■ RECORDS PROVIDED:
Content starts
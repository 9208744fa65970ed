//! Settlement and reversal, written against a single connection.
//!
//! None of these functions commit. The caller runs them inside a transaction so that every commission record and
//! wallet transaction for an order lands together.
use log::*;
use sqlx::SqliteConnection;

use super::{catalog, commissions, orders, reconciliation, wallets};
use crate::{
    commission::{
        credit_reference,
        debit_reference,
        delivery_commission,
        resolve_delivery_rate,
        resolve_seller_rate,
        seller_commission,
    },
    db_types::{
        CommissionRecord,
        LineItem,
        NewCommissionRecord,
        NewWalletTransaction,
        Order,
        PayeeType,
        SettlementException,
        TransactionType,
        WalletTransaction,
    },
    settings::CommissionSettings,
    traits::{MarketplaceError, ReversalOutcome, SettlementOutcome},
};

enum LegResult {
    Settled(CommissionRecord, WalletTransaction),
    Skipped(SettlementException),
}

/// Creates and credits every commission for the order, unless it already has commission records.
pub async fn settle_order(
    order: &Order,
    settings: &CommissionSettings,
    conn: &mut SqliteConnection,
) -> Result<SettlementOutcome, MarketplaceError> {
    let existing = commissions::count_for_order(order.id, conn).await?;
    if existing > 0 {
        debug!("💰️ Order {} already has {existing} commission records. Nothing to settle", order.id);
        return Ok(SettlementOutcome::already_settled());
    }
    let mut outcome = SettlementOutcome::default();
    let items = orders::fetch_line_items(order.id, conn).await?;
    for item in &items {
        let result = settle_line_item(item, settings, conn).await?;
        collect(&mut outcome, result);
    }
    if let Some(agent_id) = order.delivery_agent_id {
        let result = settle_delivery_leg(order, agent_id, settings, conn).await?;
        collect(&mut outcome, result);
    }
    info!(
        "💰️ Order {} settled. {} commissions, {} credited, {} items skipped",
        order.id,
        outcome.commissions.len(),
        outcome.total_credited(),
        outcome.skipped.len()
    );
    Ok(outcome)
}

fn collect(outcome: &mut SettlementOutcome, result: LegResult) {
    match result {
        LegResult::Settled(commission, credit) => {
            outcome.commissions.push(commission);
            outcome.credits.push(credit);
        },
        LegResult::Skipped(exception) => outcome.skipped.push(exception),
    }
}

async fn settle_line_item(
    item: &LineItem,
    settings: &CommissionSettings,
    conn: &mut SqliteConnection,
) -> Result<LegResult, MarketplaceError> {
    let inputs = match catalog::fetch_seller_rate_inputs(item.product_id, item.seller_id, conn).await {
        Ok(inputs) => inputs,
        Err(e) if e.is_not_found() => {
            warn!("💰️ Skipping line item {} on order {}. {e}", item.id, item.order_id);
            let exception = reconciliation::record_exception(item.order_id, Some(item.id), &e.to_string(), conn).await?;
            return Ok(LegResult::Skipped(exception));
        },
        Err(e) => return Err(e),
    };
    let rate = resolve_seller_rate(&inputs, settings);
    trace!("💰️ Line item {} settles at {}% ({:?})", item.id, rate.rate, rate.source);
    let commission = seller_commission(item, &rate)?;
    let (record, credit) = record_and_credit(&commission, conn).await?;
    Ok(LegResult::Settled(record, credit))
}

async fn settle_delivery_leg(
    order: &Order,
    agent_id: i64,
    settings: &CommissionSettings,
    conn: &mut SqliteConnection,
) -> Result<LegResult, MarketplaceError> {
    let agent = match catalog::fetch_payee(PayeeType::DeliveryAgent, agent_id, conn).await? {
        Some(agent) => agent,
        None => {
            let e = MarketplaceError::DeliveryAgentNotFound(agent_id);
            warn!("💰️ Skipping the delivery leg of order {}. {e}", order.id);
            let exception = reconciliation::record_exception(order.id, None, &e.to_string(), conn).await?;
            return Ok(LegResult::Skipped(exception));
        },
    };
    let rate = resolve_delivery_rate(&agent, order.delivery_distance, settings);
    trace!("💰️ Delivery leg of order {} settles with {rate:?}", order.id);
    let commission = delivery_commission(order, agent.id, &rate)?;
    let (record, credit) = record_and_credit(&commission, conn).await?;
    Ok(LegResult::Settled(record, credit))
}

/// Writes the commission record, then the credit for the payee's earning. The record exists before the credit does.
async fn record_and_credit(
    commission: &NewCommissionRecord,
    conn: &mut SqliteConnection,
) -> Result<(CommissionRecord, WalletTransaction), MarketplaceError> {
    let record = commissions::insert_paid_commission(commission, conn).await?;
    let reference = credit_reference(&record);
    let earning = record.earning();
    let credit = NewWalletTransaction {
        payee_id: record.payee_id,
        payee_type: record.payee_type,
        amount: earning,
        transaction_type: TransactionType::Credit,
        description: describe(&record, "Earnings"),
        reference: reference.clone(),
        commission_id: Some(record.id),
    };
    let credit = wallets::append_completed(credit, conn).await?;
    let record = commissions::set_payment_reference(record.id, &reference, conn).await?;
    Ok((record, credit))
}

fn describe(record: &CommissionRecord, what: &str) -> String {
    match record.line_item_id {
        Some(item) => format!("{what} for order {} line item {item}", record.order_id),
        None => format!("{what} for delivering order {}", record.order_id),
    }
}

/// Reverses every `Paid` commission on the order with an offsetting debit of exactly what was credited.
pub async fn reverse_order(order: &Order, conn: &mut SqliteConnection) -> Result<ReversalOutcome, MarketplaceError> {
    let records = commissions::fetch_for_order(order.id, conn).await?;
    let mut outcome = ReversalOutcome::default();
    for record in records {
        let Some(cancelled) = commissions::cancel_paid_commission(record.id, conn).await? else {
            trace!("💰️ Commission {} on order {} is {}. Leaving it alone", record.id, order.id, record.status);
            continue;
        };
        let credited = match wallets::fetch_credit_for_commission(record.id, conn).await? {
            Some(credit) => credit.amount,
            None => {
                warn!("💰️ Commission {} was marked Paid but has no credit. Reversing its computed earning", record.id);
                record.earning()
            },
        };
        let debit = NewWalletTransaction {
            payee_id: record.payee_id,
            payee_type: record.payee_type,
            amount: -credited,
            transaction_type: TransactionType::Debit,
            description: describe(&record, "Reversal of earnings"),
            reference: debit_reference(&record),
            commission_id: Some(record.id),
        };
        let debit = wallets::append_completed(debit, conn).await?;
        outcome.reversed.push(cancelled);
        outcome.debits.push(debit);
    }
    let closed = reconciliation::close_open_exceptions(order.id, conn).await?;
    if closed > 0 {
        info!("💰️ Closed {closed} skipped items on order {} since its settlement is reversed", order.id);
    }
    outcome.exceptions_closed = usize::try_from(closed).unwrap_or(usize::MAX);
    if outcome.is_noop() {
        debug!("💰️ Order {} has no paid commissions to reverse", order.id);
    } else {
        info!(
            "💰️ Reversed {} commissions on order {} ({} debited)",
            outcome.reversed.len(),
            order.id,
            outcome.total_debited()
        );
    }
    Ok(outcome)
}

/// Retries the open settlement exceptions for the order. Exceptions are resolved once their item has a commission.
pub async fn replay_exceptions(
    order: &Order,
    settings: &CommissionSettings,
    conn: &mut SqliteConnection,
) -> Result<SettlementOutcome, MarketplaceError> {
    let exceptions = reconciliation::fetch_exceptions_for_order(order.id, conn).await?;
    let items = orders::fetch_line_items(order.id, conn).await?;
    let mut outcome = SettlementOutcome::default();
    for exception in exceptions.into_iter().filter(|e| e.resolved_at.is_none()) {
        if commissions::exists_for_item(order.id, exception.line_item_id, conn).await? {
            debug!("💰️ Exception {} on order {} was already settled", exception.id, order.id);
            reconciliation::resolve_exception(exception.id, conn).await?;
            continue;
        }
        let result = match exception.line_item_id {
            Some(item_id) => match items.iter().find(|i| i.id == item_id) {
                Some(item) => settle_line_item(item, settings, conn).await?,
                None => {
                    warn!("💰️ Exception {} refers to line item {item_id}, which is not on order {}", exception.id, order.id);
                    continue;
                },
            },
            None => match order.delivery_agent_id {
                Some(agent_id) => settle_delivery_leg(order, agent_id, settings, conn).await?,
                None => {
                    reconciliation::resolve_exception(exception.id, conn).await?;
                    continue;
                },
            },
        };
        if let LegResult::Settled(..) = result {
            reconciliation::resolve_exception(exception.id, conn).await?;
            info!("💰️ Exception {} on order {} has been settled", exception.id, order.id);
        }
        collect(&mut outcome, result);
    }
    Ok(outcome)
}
Content ends
Go to the line in the material above that contains "let credit = wallets::append_completed(credit, conn).await?;" and copy exactly from there through the line that contains "pub async fn reverse_order(order: &Order, conn: &mut", stopping after it.

    let credit = wallets::append_completed(credit, conn).await?;
    let record = commissions::set_payment_reference(record.id, &reference, conn).await?;
    Ok((record, credit))
}

fn describe(record: &CommissionRecord, what: &str) -> String {
    match record.line_item_id {
        Some(item) => format!("{what} for order {} line item {item}", record.order_id),
        None => format!("{what} for delivering order {}", record.order_id),
    }
}

/// Reverses every `Paid` commission on the order with an offsetting debit of exactly what was credited.
pub async fn reverse_order(order: &Order, conn: &mut SqliteConnection) -> Result<ReversalOutcome, MarketplaceError> {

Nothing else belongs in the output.